L'attesa

Aggiornato il: apr 28


Di seguito il racconto di Stefania Lusetti ammesso al concorso letterario "Racconti nella Rete 2021". Buona lettura

Il cuore stava danzando a un ritmo a lei sconosciuto, ma non ne era spaventata.

La sua preoccupazione era un’altra ed era quella la fonte del suo respiro pesante, del sudore freddo e del sangue rappreso sui pollici.

Con le unghie raspava le cuticole delle dita terminando il lavoro con i denti.

Erano trascorsi dieci minuti dal momento in cui l’infermiera aveva invitato suo figlio a seguirla.

«Posso venire anch'io?»

«Mamma, ti prego!»

Il camice bianco corse in soccorso del giovane.

«Suo figlio è maggiorenne» e poi, rivolgendosi a Pietro «vieni ragazzone, il dottore ti aspetta».

La donna, osservò il suo unico figlio lasciare la sala d’attesa e si sentì sconfitta. Aveva promesso a se stessa che lo avrebbe sempre protetto e che gli sarebbe stato accanto in ogni momento complicato che la vita gli avrebbe riservato, ma non c’era riuscita.

Naturale. C’erano eventi incontrollabili e imprevedibili e suo figlio era incappato in uno di questi.

Prese a sfogliare la rivista che aveva acquistato in mattinata cercando di concentrarsi sui titoli, ma i pensieri andavano oltre quella pagina, al di là del muro che la separava da Pietro.
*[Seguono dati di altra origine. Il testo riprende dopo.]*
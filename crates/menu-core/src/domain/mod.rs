//! # Menu Core - Domain Module
//! 
//! Domain entities for menu migration.

pub mod menu_node;
pub mod manifest;
pub mod import_result;
pub mod node_path;

// Re-export all entities
pub use menu_node::{MenuChanges, MenuId, MenuMeta, MenuNode, MenuStatus, NewMenu, UserId, ROOT_PARENT_ID};
pub use manifest::{decode_manifest, Manifest, ManifestMenu, EXPORT_TIME_FORMAT, MANIFEST_VERSION};
pub use import_result::{ImportFailure, ImportResult};
pub use node_path::NodePath;
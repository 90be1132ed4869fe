//! Database module (PostgreSQL and in-memory adapters)

pub mod connection;
pub mod postgres;
pub mod memory;

pub use connection::{create_pool, run_migrations};
pub use postgres::{PgMenuRepository, PgMenuTransaction};
pub use memory::{InMemoryMenuRepository, InMemoryMenuTransaction, NameUniqueness};
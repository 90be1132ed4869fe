//! # Menu Shared
//! 
//! Configuration, telemetry, and constants shared by the menu migration crates.

pub mod constants;
pub mod telemetry;
pub mod config;
pub mod error;

pub use error::AppError;
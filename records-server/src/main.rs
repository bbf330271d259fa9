use records_server::{AppState, Config, api};
use sqlx::postgres::PgPoolOptions;

type BoxError = Box<dyn std::error::Error + Send + Sync>;

#[tokio::main]
async fn main() -> Result<(), BoxError> {
    // Load .env file
    let _ = dotenvy::dotenv();

    // Initialize tracing
    tracing_subscriber::fmt()
        .with_env_filter(
            tracing_subscriber::EnvFilter::try_from_default_env()
                .unwrap_or_else(|_| "records_server=info,tower_http=info".into()),
        )
        .init();

    let config = Config::from_env()?;

    tracing::info!("Starting records-server (env: {})", config.environment);

    // Connect to PostgreSQL; the pool is never resized after this point
    let pool = PgPoolOptions::new()
        .max_connections(config.db_pool_max)
        .connect_with(config.connect_options())
        .await?;

    tracing::info!(
        host = %config.db_host,
        database = %config.db_name,
        max_connections = config.db_pool_max,
        "Connected to PostgreSQL"
    );

    let app = api::router(AppState::new(pool.clone()));

    let http_addr = format!("0.0.0.0:{}", config.http_port);
    let listener = tokio::net::TcpListener::bind(&http_addr).await?;
    tracing::info!("records-server HTTP listening on {http_addr}");

    axum::serve(listener, app)
        .with_graceful_shutdown(shutdown_signal())
        .await?;

    pool.close().await;
    tracing::info!("Server shutdown complete");

    Ok(())
}

/// Graceful shutdown handler
///
/// Listens for SIGTERM and Ctrl+C signals
async fn shutdown_signal() {
    use tokio::signal;

    let ctrl_c = async {
        signal::ctrl_c()
            .await
            .expect("failed to install Ctrl+C handler");
    };

    #[cfg(unix)]
    let terminate = async {
        signal::unix::signal(signal::unix::SignalKind::terminate())
            .expect("failed to install SIGTERM handler")
            .recv()
            .await;
    };

    #[cfg(not(unix))]
    let terminate = std::future::pending::<()>();

    tokio::select! {
        _ = ctrl_c => {
            tracing::info!("Received Ctrl+C signal, shutting down gracefully...");
        },
        _ = terminate => {
            tracing::info!("Received SIGTERM signal, shutting down gracefully...");
        },
    }
}
//! In-memory [`EmployeeStore`] doubles for router and repository tests

use std::collections::BTreeMap;
use std::sync::Mutex;

use async_trait::async_trait;
use shared::models::employee::{Employee, EmployeeRow};

use super::EmployeeStore;

/// Behaves like the `employees` table with its primary key constraint
#[derive(Default)]
pub struct MemoryEmployeeStore {
    rows: Mutex<BTreeMap<i32, EmployeeRow>>,
}

impl MemoryEmployeeStore {
    pub fn row(&self, employee_id: i32) -> Option<EmployeeRow> {
        self.rows.lock().unwrap().get(&employee_id).cloned()
    }

    pub fn row_count(&self) -> usize {
        self.rows.lock().unwrap().len()
    }
}

#[async_trait]
impl EmployeeStore for MemoryEmployeeStore {
    async fn insert(&self, employee: &Employee) -> Result<u64, sqlx::Error> {
        let mut rows = self.rows.lock().unwrap();
        if rows.contains_key(&employee.employee_id) {
            return Err(sqlx::Error::Protocol(
                "duplicate key value violates unique constraint \"employees_pkey\"".into(),
            ));
        }
        rows.insert(employee.employee_id, EmployeeRow::from(employee));
        Ok(1)
    }

    async fn find_by_id(&self, employee_id: i32) -> Result<Vec<EmployeeRow>, sqlx::Error> {
        Ok(self.row(employee_id).into_iter().collect())
    }

    async fn update(&self, employee: &Employee) -> Result<u64, sqlx::Error> {
        let mut rows = self.rows.lock().unwrap();
        match rows.get_mut(&employee.employee_id) {
            Some(row) => {
                *row = EmployeeRow::from(employee);
                Ok(1)
            }
            None => Ok(0),
        }
    }

    async fn delete(&self, employee_id: i32) -> Result<u64, sqlx::Error> {
        let removed = self.rows.lock().unwrap().remove(&employee_id);
        Ok(u64::from(removed.is_some()))
    }

    async fn ping(&self) -> bool {
        true
    }
}

/// Every statement fails the way an unreachable database does
pub struct UnavailableEmployeeStore;

#[async_trait]
impl EmployeeStore for UnavailableEmployeeStore {
    async fn insert(&self, _employee: &Employee) -> Result<u64, sqlx::Error> {
        Err(sqlx::Error::PoolTimedOut)
    }

    async fn find_by_id(&self, _employee_id: i32) -> Result<Vec<EmployeeRow>, sqlx::Error> {
        Err(sqlx::Error::PoolTimedOut)
    }

    async fn update(&self, _employee: &Employee) -> Result<u64, sqlx::Error> {
        Err(sqlx::Error::PoolTimedOut)
    }

    async fn delete(&self, _employee_id: i32) -> Result<u64, sqlx::Error> {
        Err(sqlx::Error::PoolTimedOut)
    }

    async fn ping(&self) -> bool {
        false
    }
}
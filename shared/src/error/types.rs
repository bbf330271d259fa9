//! Error type returned at the HTTP boundary

use super::codes::ErrorCode;
use http::StatusCode;
use thiserror::Error;

/// Application error with a structured error code
///
/// Rendered to clients as a plain-text body carrying `message`, with the
/// status derived from `code`.
#[derive(Debug, Clone, PartialEq, Eq, Error)]
#[error("{message}")]
pub struct AppError {
    /// The error code identifying the type of error
    pub code: ErrorCode,
    /// Human-readable error message
    pub message: String,
}

impl AppError {
    /// Create a new error with a custom message
    pub fn with_message(code: ErrorCode, message: impl Into<String>) -> Self {
        Self {
            code,
            message: message.into(),
        }
    }

    /// Get the HTTP status code for this error
    pub fn http_status(&self) -> StatusCode {
        self.code.http_status()
    }

    // ==================== Convenience constructors ====================

    /// Create a validation error
    pub fn validation(msg: impl Into<String>) -> Self {
        Self::with_message(ErrorCode::ValidationFailed, msg)
    }

    /// Create an invalid request error
    pub fn invalid_request(msg: impl Into<String>) -> Self {
        Self::with_message(ErrorCode::InvalidRequest, msg)
    }

    /// Create an invalid format error
    pub fn invalid_format(msg: impl Into<String>) -> Self {
        Self::with_message(ErrorCode::InvalidFormat, msg)
    }

    /// Create a configuration error
    pub fn config(msg: impl Into<String>) -> Self {
        Self::with_message(ErrorCode::ConfigError, msg)
    }
}

impl axum::response::IntoResponse for AppError {
    fn into_response(self) -> axum::response::Response {
        let status = self.http_status();

        if self.code.is_system() {
            tracing::error!(
                code = %self.code,
                message = %self.message,
                "System error occurred"
            );
        } else {
            tracing::warn!(code = %self.code, message = %self.message, "Request rejected");
        }

        // A `String` body is served as `text/plain; charset=utf-8`
        (status, self.message).into_response()
    }
}
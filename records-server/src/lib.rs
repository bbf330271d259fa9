//! records-server — employee records REST service
//!
//! Four resources under `/records/employee` mapped onto parameterized SQL
//! against a single PostgreSQL table:
//! - POST   `/employee`       insert
//! - GET    `/employee/{id}`  select by id
//! - PUT    `/employee`       update by id
//! - DELETE `/employee/{id}`  delete by id

pub mod api;
pub mod config;
pub mod db;
pub mod repository;
pub mod state;

pub use config::Config;
pub use state::AppState;
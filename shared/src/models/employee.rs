//! Employee Model
//!
//! The table is `EMPLOYEES(EmployeeID INT PRIMARY KEY, Name VARCHAR(50),
//! Age INT, SSN INT)`. PostgreSQL folds the unquoted identifiers to lower
//! case, so rows are read from `employees(employeeid, name, age, ssn)`.

use serde::{Deserialize, Serialize};

use crate::error::AppError;

/// Message returned for any request body that is not a valid employee
pub const EMPLOYEE_SHAPE_MESSAGE: &str = "Invalid employee payload: expected \
     {\"name\": string, \"age\": int, \"ssn\": int, \"employeeId\": int} \
     with a non-empty name and nonzero age, ssn and employeeId";

/// Message returned when the `{employeeId}` path segment is not an integer
pub const INVALID_EMPLOYEE_ID_MESSAGE: &str = "invalid employee ID";

/// Create / update employee payload (POST and PUT bodies)
///
/// Every field is required; a missing field fails deserialization.
#[derive(Debug, Clone, Serialize, Deserialize)]
#[serde(rename_all = "camelCase")]
pub struct EmployeePayload {
    pub name: String,
    pub age: i32,
    pub ssn: i32,
    pub employee_id: i32,
}

impl EmployeePayload {
    /// Check the payload and turn it into an [`Employee`]
    pub fn validate(self) -> Result<Employee, AppError> {
        if self.name.is_empty() || self.age == 0 || self.ssn == 0 || self.employee_id == 0 {
            return Err(AppError::validation(EMPLOYEE_SHAPE_MESSAGE));
        }
        Ok(Employee {
            employee_id: self.employee_id,
            name: self.name,
            age: self.age,
            ssn: self.ssn,
        })
    }
}

/// Validated employee, ready to be written
#[derive(Debug, Clone, PartialEq, Eq)]
pub struct Employee {
    pub employee_id: i32,
    pub name: String,
    pub age: i32,
    pub ssn: i32,
}

impl TryFrom<EmployeePayload> for Employee {
    type Error = AppError;

    fn try_from(payload: EmployeePayload) -> Result<Self, Self::Error> {
        payload.validate()
    }
}

/// One `employees` row as returned by GET
///
/// `Name`, `Age` and `SSN` carry no NOT NULL constraint in the schema.
#[derive(Debug, Clone, PartialEq, Eq, Serialize, Deserialize)]
#[cfg_attr(feature = "db", derive(sqlx::FromRow))]
pub struct EmployeeRow {
    #[serde(rename = "EmployeeID")]
    #[cfg_attr(feature = "db", sqlx(rename = "employeeid"))]
    pub employee_id: i32,
    #[serde(rename = "Name")]
    pub name: Option<String>,
    #[serde(rename = "Age")]
    pub age: Option<i32>,
    #[serde(rename = "SSN")]
    pub ssn: Option<i32>,
}

impl From<&Employee> for EmployeeRow {
    fn from(e: &Employee) -> Self {
        Self {
            employee_id: e.employee_id,
            name: Some(e.name.clone()),
            age: Some(e.age),
            ssn: Some(e.ssn),
        }
    }
}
Stava immaginandosi il colloquio con il medico, ipotizzando una serie di scenari nessuno dei quali confortanti.

Riprese a grattarsi la pelle delle dita mentre gli occhi inespressivi fissavano la stessa immagine del rotocalco da un tempo che non avrebbe mai saputo quantificare.

Si alzò abbandonando il settimanale sulla sedia e si avvicinò alla finestra. Un ciliegio in fiore era l’unico elemento gradevole dell’ampio parcheggio sottostante. Cominciò ad osservare la brulicante umanità muoversi verso quelle mura con il suo carico di preoccupazioni e ansie. Il suo sguardo si soffermò su una giovane coppia. Lei era incinta e a giudicare dal suo ventre ingrossato, probabilmente quel giorno stesso, sarebbe diventata mamma.

Tornò con la mente alla sua maternità, alle paure del parto e alla gioia provata nel momento in cui le diedero in braccio la sua creatura. Ingenuamente aveva creduto che da quel momento tutto sarebbe stato naturale, quasi semplice.

In pochi giorni, però, aveva compreso che la strada sarebbe stata tutta in salita. Le notti in bianco, i pianti suoi e del piccolo, i dubbi, la depressione. Ma poi arrivarono i sorrisi sdentati, le risate contagiose e interminabili, i primi passi e le prime parole.

Aveva quasi dimenticato di aver vissuto una vita prima di averne generata una.

Non erano mancati i momenti difficili, le paure, i nervosismi e i litigi.

Tornò ad osservare la giovane coppia che aveva ormai raggiunto l’ingresso della clinica. «In bocca al lupo» sussurrò a voce bassa.

Guardò l’orologio. Erano trascorsi trenta minuti e lei era sul punto di esplodere. Si infilò il dito martoriato in bocca e lo sgradevole sapore metallico del sangue la disturbò.

Cominciò a percorrere il corridoio.

L’attesa stava prosciugando la poca pazienza che le impediva di precipitarsi nella stanza dove suo figlio stava probabilmente ricevendo una sentenza più grande di lui e ciò le riaccese il panico che credeva di aver dominato. Raggiunse la porta dietro la quale il suo mondo iniziava e terminava ed era quasi sul punto di bussare quando la stessa si aprì e il giovane apparve. Tentò di decifrare il suo sguardo, ma non ci riuscì. Solo dopo qualche secondo il sorriso luminoso del ragazzo la rincuorò un poco.

«Andiamo a casa, mamma»

La donna sospirò e si osservò le cuticole arrossate.

Il cuore aveva ripreso a battere a un ritmo più regolare.

Uscirono dall'ospedale e raggiunsero la macchina parcheggiata sotto il ciliegio in fiore. In auto avrebbero parlato.

L’attesa era terminata e lei era pronta ad ascoltare.